Dataset entries:

//! Interactive session controller.
//!
//! [`SessionState`] holds everything the user sees and everything queued up
//! for the agent. [`update`] is the single reducer over it; the runtime host
//! feeds it messages one at a time and executes the [`Action`]s it returns.

pub mod commands;
pub mod compact;
pub mod editor;
pub mod keys;
pub mod msg;
pub mod overlay;
pub mod queue;
pub mod retry;
pub mod state;
mod update;

pub use keys::Key;
pub use msg::{Action, RunUpdate, SessionMsg};
pub use overlay::{Overlay, OverlayKind};
pub use state::{
    AssistantBlock, AssistantTurn, ContentEntry, Mode, SessionState, StatusSnapshot,
    ToolCallBlock, ToolStatus,
};
pub use update::update;

/// Presents session state to the user. Called after every reducer step.
pub trait SessionRenderer: Send {
    fn render(&mut self, state: &SessionState);

    /// Final flush before the host exits.
    fn finish(&mut self, _state: &SessionState) {}
}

▸ Problem description
Report how many lines in these entries contain "reducer". Answer with the number only.

▸ Your response
2